• _WHAT TO PRODUCE_
Word for word, write out all of the entries that follow.

• _INFORMATION GIVEN_

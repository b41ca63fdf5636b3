//! CloudFormation backend driven through the `aws` CLI.
//!
//! Each backend call runs one `aws cloudformation ...` process with JSON
//! output. Stack statuses are classified as:
//!
//! | status                                          | phase       |
//! |-------------------------------------------------|-------------|
//! | `*_IN_PROGRESS` (except `REVIEW_IN_PROGRESS`)   | in progress |
//! | `CREATE_COMPLETE`, `UPDATE_COMPLETE`, `IMPORT_COMPLETE` | success |
//! | `DELETE_COMPLETE`                               | absent      |
//! | anything else                                   | failure     |
//!
//! The deployed spec fingerprint travels as the [`FINGERPRINT_TAG`] stack tag.

use std::collections::BTreeMap;
use std::path::PathBuf;
use std::process::Stdio;

use serde::{Deserialize, Serialize};
use tokio::process::Command;
use tracing::{debug, instrument};

use super::{
    BackendError, DeployRequest, FINGERPRINT_TAG, OperationHandle, StackBackend, StackPhase,
    StackStatus,
};

const DEFAULT_CAPABILITIES: [&str; 3] = [
    "CAPABILITY_IAM",
    "CAPABILITY_NAMED_IAM",
    "CAPABILITY_AUTO_EXPAND",
];

/// [`StackBackend`] implementation that shells out to the AWS CLI.
#[derive(Debug, Clone)]
pub struct CloudFormationCli {
    program: PathBuf,
    region: Option<String>,
    profile: Option<String>,
    capabilities: Vec<String>,
}

impl Default for CloudFormationCli {
    fn default() -> Self {
        Self::new()
    }
}
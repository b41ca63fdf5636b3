//! stackline - dependency-ordered deployment of infrastructure stacks with
//! automatic rollback.
//!
//! The library plans an application's stacks from their declared
//! dependencies, deploys them one at a time through a [`backend::StackBackend`],
//! journals every transition to a durable [`ledger`], and rolls back the
//! stacks a failed run deployed.

pub mod backend;
pub mod bundle;
pub mod config;
pub mod driver;
pub mod graph;
pub mod ledger;
pub mod orchestrator;
pub mod summary;
pub mod types;

#[cfg(test)]
pub(crate) mod test_utils;
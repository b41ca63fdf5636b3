//! Human-readable run summaries and process exit codes.

use std::fmt::Write;

use crate::orchestrator;
use crate::types::{Run, RunState};

/// Longest failure message shown per stack.
const MAX_CAUSE_LEN: usize = 512;

/// Exit code for configuration, planning and ledger errors.
pub const EXIT_ERROR: i32 = 3;

/// Process exit code for a finished run.
///
/// - 0: succeeded
/// - 1: failed, every deployed stack rolled back
/// - 2: rollback or teardown incomplete; manual intervention needed
pub fn exit_code(run: &Run) -> i32 {
    match run.state {
        RunState::Succeeded => 0,
        RunState::FailedRolledBack => 1,
        RunState::FailedRollbackIncomplete | RunState::TeardownIncomplete => 2,
        RunState::InProgress => EXIT_ERROR,
    }
}

/// Exit code for the result of a deploy or teardown.
///
/// An abandoned run could not be journaled. That is a ledger error, so it
/// exits with [`EXIT_ERROR`] whatever state the run was left in.
pub fn outcome_exit_code(outcome: &orchestrator::Result<Run>) -> i32 {
    match outcome {
        Ok(run) => exit_code(run),
        Err(_) => EXIT_ERROR,
    }
}

/// Renders a run as plain text.
///
/// ```text
/// run 20240101T000000Z-1a2b3c4d (deploy, bundle b42): FAILED_ROLLBACK_INCOMPLETE
///   network  shop-network  ROLLBACK_FAILED  backend reported DELETE_FAILED
///   app      staging-app   DEPLOY_FAILED    timed out after 3600s
///
/// manual intervention required:
///   network (shop-network)
///   app (staging-app)
/// ```
pub fn format_run(run: &Run) -> String {
    let mut out = String::new();

    let _ = write!(out, "run {} ({}", run.id, run.kind);
    if let Some(bundle) = &run.bundle {
        let _ = write!(out, ", bundle {}", bundle);
    }
    let _ = writeln!(out, "): {}", run.state);
    if run.aborted {
        let _ = writeln!(out, "  aborted by operator");
    }
    if let Some(failed) = &run.failed_stack {
        let _ = writeln!(out, "  stopped at {}", failed);
    }

    let name_width = run
        .records
        .iter()
        .map(|r| r.stack.as_str().len())
        .max()
        .unwrap_or(0);
    let physical_width = run
        .records
        .iter()
        .map(|r| r.stack_name.len())
        .max()
        .unwrap_or(0);

    for record in &run.records {
        let _ = write!(
            out,
            "  {:<nw$}  {:<pw$}  {:<15}",
            record.stack.as_str(),
            record.stack_name,
            record.state.name(),
            nw = name_width,
            pw = physical_width,
        );
        if let Some(cause) = &record.last_error {
            let _ = write!(out, "  {}", truncate_with_suffix(&cause.to_string(), MAX_CAUSE_LEN));
        }
        out.truncate(out.trim_end().len());
        out.push('\n');
    }

    let inconsistent = run.inconsistent_stacks();
    if !inconsistent.is_empty() {
        let _ = writeln!(out, "\nmanual intervention required:");
        for name in &inconsistent {
            match run.record(name) {
                Some(record) => {
                    let _ = writeln!(out, "  {} ({})", name, record.stack_name);
                }
                None => {
                    let _ = writeln!(out, "  {}", name);
                }
            }
        }
    }
    out
}

/// Truncates a string to `max_len` bytes with a "... [truncated]" suffix.
fn truncate_with_suffix(s: &str, max_len: usize) -> String {
    const SUFFIX: &str = "... [truncated]";

    if s.len() <= max_len {
        return s.to_string();
    }

    let mut end = max_len.saturating_sub(SUFFIX.len());
    while end > 0 && !s.is_char_boundary(end) {
        end -= 1;
    }

    format!("{}{}", &s[..end], SUFFIX)
}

• _ANSWER BOX_
repository b41ca63fdf5636b3
//! CloudFormation backend driven through the `aws` CLI.
//!
//! Each backend call runs one `aws cloudformation ...` process with JSON
//! output. Stack statuses are classified as:
//!
//! | status                                          | phase       |
//! |-------------------------------------------------|-------------|
//! | `*_IN_PROGRESS` (except `REVIEW_IN_PROGRESS`)   | in progress |
//! | `CREATE_COMPLETE`, `UPDATE_COMPLETE`, `IMPORT_COMPLETE` | success |
//! | `DELETE_COMPLETE`                               | absent      |
//! | anything else                                   | failure     |
//!
//! The deployed spec fingerprint travels as the [`FINGERPRINT_TAG`] stack tag.

use std::collections::BTreeMap;
use std::path::PathBuf;
use std::process::Stdio;

use serde::{Deserialize, Serialize};
use tokio::process::Command;
use tracing::{debug, instrument};

use super::{
    BackendError, DeployRequest, FINGERPRINT_TAG, OperationHandle, StackBackend, StackPhase,
    StackStatus,
};

const DEFAULT_CAPABILITIES: [&str; 3] = [
    "CAPABILITY_IAM",
    "CAPABILITY_NAMED_IAM",
    "CAPABILITY_AUTO_EXPAND",
];

/// [`StackBackend`] implementation that shells out to the AWS CLI.
#[derive(Debug, Clone)]
pub struct CloudFormationCli {
    program: PathBuf,
    region: Option<String>,
    profile: Option<String>,
    capabilities: Vec<String>,
}

impl Default for CloudFormationCli {
    fn default() -> Self {
        Self::new()
    }
}
repository b41ca63fdf5636b3
//! stackline - dependency-ordered deployment of infrastructure stacks with
//! automatic rollback.
//!
//! The library plans an application's stacks from their declared
//! dependencies, deploys them one at a time through a [`backend::StackBackend`],
//! journals every transition to a durable [`ledger`], and rolls back the
//! stacks a failed run deployed.

pub mod backend;
pub mod bundle;
pub mod config;
pub mod driver;
pub mod graph;
pub mod ledger;
pub mod orchestrator;
pub mod summary;
pub mod types;

#[cfg(test)]
pub(crate) mod test_utils;
repository b41ca63fdf5636b3
//! Human-readable run summaries and process exit codes.

use std::fmt::Write;

use crate::orchestrator;
use crate::types::{Run, RunState};

/// Longest failure message shown per stack.
const MAX_CAUSE_LEN: usize = 512;

/// Exit code for configuration, planning and ledger errors.
pub const EXIT_ERROR: i32 = 3;

/// Process exit code for a finished run.
///
/// - 0: succeeded
/// - 1: failed, every deployed stack rolled back
/// - 2: rollback or teardown incomplete; manual intervention needed
pub fn exit_code(run: &Run) -> i32 {
    match run.state {
        RunState::Succeeded => 0,
        RunState::FailedRolledBack => 1,
        RunState::FailedRollbackIncomplete | RunState::TeardownIncomplete => 2,
        RunState::InProgress => EXIT_ERROR,
    }
}

/// Exit code for the result of a deploy or teardown.
///
/// An abandoned run could not be journaled. That is a ledger error, so it
/// exits with [`EXIT_ERROR`] whatever state the run was left in.
pub fn outcome_exit_code(outcome: &orchestrator::Result<Run>) -> i32 {
    match outcome {
        Ok(run) => exit_code(run),
        Err(_) => EXIT_ERROR,
    }
}

/// Renders a run as plain text.
///
/// ```text
/// run 20240101T000000Z-1a2b3c4d (deploy, bundle b42): FAILED_ROLLBACK_INCOMPLETE
///   network  shop-network  ROLLBACK_FAILED  backend reported DELETE_FAILED
///   app      staging-app   DEPLOY_FAILED    timed out after 3600s
///
/// manual intervention required:
///   network (shop-network)
///   app (staging-app)
/// ```
pub fn format_run(run: &Run) -> String {
    let mut out = String::new();

    let _ = write!(out, "run {} ({}", run.id, run.kind);
    if let Some(bundle) = &run.bundle {
        let _ = write!(out, ", bundle {}", bundle);
    }
    let _ = writeln!(out, "): {}", run.state);
    if run.aborted {
        let _ = writeln!(out, "  aborted by operator");
    }
    if let Some(failed) = &run.failed_stack {
        let _ = writeln!(out, "  stopped at {}", failed);
    }

    let name_width = run
        .records
        .iter()
        .map(|r| r.stack.as_str().len())
        .max()
        .unwrap_or(0);
    let physical_width = run
        .records
        .iter()
        .map(|r| r.stack_name.len())
        .max()
        .unwrap_or(0);

    for record in &run.records {
        let _ = write!(
            out,
            "  {:<nw$}  {:<pw$}  {:<15}",
            record.stack.as_str(),
            record.stack_name,
            record.state.name(),
            nw = name_width,
            pw = physical_width,
        );
        if let Some(cause) = &record.last_error {
            let _ = write!(out, "  {}", truncate_with_suffix(&cause.to_string(), MAX_CAUSE_LEN));
        }
        out.truncate(out.trim_end().len());
        out.push('\n');
    }

    let inconsistent = run.inconsistent_stacks();
    if !inconsistent.is_empty() {
        let _ = writeln!(out, "\nmanual intervention required:");
        for name in &inconsistent {
            match run.record(name) {
                Some(record) => {
                    let _ = writeln!(out, "  {} ({})", name, record.stack_name);
                }
                None => {
                    let _ = writeln!(out, "  {}", name);
                }
            }
        }
    }
    out
}

/// Truncates a string to `max_len` bytes with a "... [truncated]" suffix.
fn truncate_with_suffix(s: &str, max_len: usize) -> String {
    const SUFFIX: &str = "... [truncated]";

    if s.len() <= max_len {
        return s.to_string();
    }

    let mut end = max_len.saturating_sub(SUFFIX.len());
    while end > 0 && !s.is_char_boundary(end) {
        end -= 1;
    }

    format!("{}{}", &s[..end], SUFFIX)
}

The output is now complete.